Sounds to me like this is death by a classic case of Fat Ass. These three guys sat on their computers all damn day (probably eating steak'ums and chasing it with 9 cans of red bull) and two died as a result of their gross (and I mean gross) mistreatment of their bodies. The problem with this story is that some assfags don't know when to say "I'm done!" They feel the need to nay say and provide useless conjecture on subjects instead of breaking down the facts and giving you a straight forward rating (maybe on a 9.0 scale) on any subject.

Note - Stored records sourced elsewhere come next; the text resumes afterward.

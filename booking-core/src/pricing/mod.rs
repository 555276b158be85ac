//! Deposit and menu pricing
//!
//! Deposits are computed when a booking is created.

mod deposit;

pub use deposit::*;
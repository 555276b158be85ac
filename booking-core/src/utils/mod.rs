//! Utility module - formatting, time parsing, validation and logging
//!
//! - [`AppError`] / [`AppResult`] (from shared::error)
//! - phone, price and deposit-rate formatting
//! - reservation date/time parsing

pub mod format;
pub mod logger;
pub mod time;
pub mod validation;

pub use shared::error::{AppError, AppResult, ErrorCategory, ErrorCode};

These people need to get a damn 9-5 job or if blogging is their 9-5 job learn that after 8 hours of work you can stop. The only people who should stress out about work all day are Lawyers and and kind of Law enforcement. These deaths could be avoided by a better diet and some physical activity ranging anywhere from weightlifting to dodgeball(Go Harrison Ford(9 goddamm beards)) to DDR. (I know, I know but at least it gets you up and moving.)

Also does nobody notice that Travis posts twice in one day and one of the posts is about death by blogging? If no one else is going to say it Travis, I worry for your health. I know you posted at work, but still....
So anyway death by blogging (and DDR) will receive a
One Beard constructed entirely out of pubic hair for being a dumbass way to kick the bucket.

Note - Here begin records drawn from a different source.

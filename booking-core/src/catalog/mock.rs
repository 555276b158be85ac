//! In-memory sample catalog

use shared::models::{DepositPolicy, DiningTable, MenuItem, Restaurant, Zone};

use super::CatalogProvider;
use crate::utils::{AppError, AppResult};

/// Catalog backed by in-memory vectors
#[derive(Debug, Clone, Default)]
pub struct MockCatalog {
    restaurants: Vec<Restaurant>,
    menu: Vec<MenuItem>,
    tables: Vec<DiningTable>,
    zones: Vec<Zone>,
}

impl MockCatalog {
    /// Catalog with the built-in sample restaurants
    pub fn new() -> Self {
        let mut catalog = Self::empty()
            .with_zone(zone("hall", "Main hall", None))
            .with_zone(zone("window", "Window side", Some("Street view")))
            .with_zone(zone("terrace", "Terrace", Some("Open air, weather permitting")))
            .with_zone(zone("private", "Private room", Some("Closed room for groups")));

        catalog = catalog
            .with_restaurant(restaurant(
                "1",
                "Hanok Table",
                "Korean",
                "12 Bukchon-ro, Jongno-gu, Seoul",
                "0212345678",
                "11:30",
                "22:00",
                DepositPolicy::PerPerson { amount: 10000.0 },
            ))
            .with_menu_item(menu_item("1", "m101", "Galbi-jjim", 38000.0, "main", true))
            .with_menu_item(menu_item("1", "m102", "Haemul pajeon", 18000.0, "side", false))
            .with_menu_item(menu_item("1", "m103", "Doenjang-jjigae", 9000.0, "main", false))
            .with_menu_item(menu_item("1", "m104", "Makgeolli", 7000.0, "drink", false));
        for (id, zone_id, capacity) in [
            ("A1", "hall", 2),
            ("A2", "hall", 2),
            ("B1", "hall", 4),
            ("B2", "hall", 4),
            ("C1", "private", 8),
            ("W1", "window", 2),
            ("W2", "window", 2),
        ] {
            catalog = catalog.with_table(DiningTable::new(id, "1", zone_id, capacity));
        }

        catalog = catalog
            .with_restaurant(restaurant(
                "2",
                "Trattoria Sole",
                "Italian",
                "45 Itaewon-ro, Yongsan-gu, Seoul",
                "027891234",
                "12:00",
                "23:00",
                DepositPolicy::Rate { percent: 10.0 },
            ))
            .with_menu_item(menu_item("2", "m201", "Tagliatelle al ragu", 24000.0, "pasta", true))
            .with_menu_item(menu_item("2", "m202", "Margherita", 19000.0, "pizza", false))
            .with_menu_item(menu_item("2", "m203", "Tiramisu", 9500.0, "dessert", false));
        for (id, zone_id, capacity) in [
            ("T10", "hall", 2),
            ("T11", "hall", 4),
            ("T12", "hall", 4),
            ("P1", "terrace", 4),
            ("P2", "terrace", 6),
            ("BAR-1", "hall", 1),
            ("BAR-2", "hall", 1),
        ] {
            catalog = catalog.with_table(DiningTable::new(id, "2", zone_id, capacity));
        }

        catalog = catalog
            .with_restaurant(restaurant(
                "3",
                "Sushi Kaze",
                "Japanese",
                "8 Apgujeong-ro, Gangnam-gu, Seoul",
                "0315551234",
                "17:00",
                "21:30",
                DepositPolicy::None,
            ))
            .with_menu_item(menu_item("3", "m301", "Omakase", 120000.0, "course", true))
            .with_menu_item(menu_item("3", "m302", "Chirashi", 35000.0, "main", false));
        for (id, zone_id, capacity) in [("S1", "hall", 6), ("S2", "hall", 6), ("K1", "private", 4)] {
            catalog = catalog.with_table(DiningTable::new(id, "3", zone_id, capacity));
        }
        let mut closed = DiningTable::new("K2", "3", "private", 4);
        closed.is_active = false;
        catalog.with_table(closed)
    }

    /// Catalog with no data at all
    pub fn empty() -> Self {
        Self::default()
    }

    pub fn with_restaurant(mut self, restaurant: Restaurant) -> Self {
        self.restaurants.push(restaurant);
        self
    }

    pub fn with_menu_item(mut self, item: MenuItem) -> Self {
        self.menu.push(item);
        self
    }

    pub fn with_table(mut self, table: DiningTable) -> Self {
        self.tables.push(table);
        self
    }

    pub fn with_zone(mut self, zone: Zone) -> Self {
        self.zones.push(zone);
        self
    }
}

impl CatalogProvider for MockCatalog {
    fn restaurants(&self) -> Vec<Restaurant> {
        self.restaurants.clone()
    }

    fn restaurant(&self, id: &str) -> AppResult<Restaurant> {
        self.restaurants
            .iter()
            .find(|r| r.id == id)
            .cloned()
            .ok_or_else(|| AppError::restaurant_not_found(id))
    }

    fn menu(&self, restaurant_id: &str) -> Vec<MenuItem> {
        self.menu
            .iter()
            .filter(|m| m.restaurant_id == restaurant_id)
            .cloned()
            .collect()
    }

    fn tables(&self, restaurant_id: &str) -> Vec<DiningTable> {
        self.tables
            .iter()
            .filter(|t| t.restaurant_id == restaurant_id)
            .cloned()
            .collect()
    }

    fn zones(&self) -> Vec<Zone> {
        self.zones.clone()
    }
}

fn zone(id: &str, name: &str, description: Option<&str>) -> Zone {
    Zone {
        id: id.to_string(),
        name: name.to_string(),
        description: description.map(str::to_string),
    }
}

#[allow(clippy::too_many_arguments)]
fn restaurant(
    id: &str,
    name: &str,
    cuisine: &str,
    address: &str,
    phone: &str,
    open_time: &str,
    close_time: &str,
    deposit: DepositPolicy,
) -> Restaurant {
    Restaurant {
        id: id.to_string(),
        name: name.to_string(),
        cuisine: cuisine.to_string(),
        address: address.to_string(),
        phone: phone.to_string(),
        description: None,
        open_time: open_time.to_string(),
        close_time: close_time.to_string(),
        deposit,
        image_url: None,
    }
}

fn menu_item(
    restaurant_id: &str,
    id: &str,
    name: &str,
    price: f64,
    category: &str,
    is_signature: bool,
) -> MenuItem {
    MenuItem {
        id: id.to_string(),
        restaurant_id: restaurant_id.to_string(),
        name: name.to_string(),
        description: None,
        price,
        category: category.to_string(),
        is_signature,
    }
}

On a side note: Summer don't you ever joke about a shaved face, they aren't funny. I will personally see to it that your life is made null if you do it again. Negative beards-see, this is why you can't be in on The Beard, giving out negative points Your ineptitudes sicken me woman.

Monday, April 7, 2008

Blogging Will Kill You

Holy crap, two updates in one day? Thats more then you pukes usually get in a week. No thanks to certain Randys, Alans, and Kevins, whose names will not be mentioned. Anyways, I'm reporting to you life from a high altitude balloon to bring you the news that this little foray into the world of the interwebs just might kill me. That's right, apparently, according to this article, Blogging might kill you. Seriously, there are Google statistics.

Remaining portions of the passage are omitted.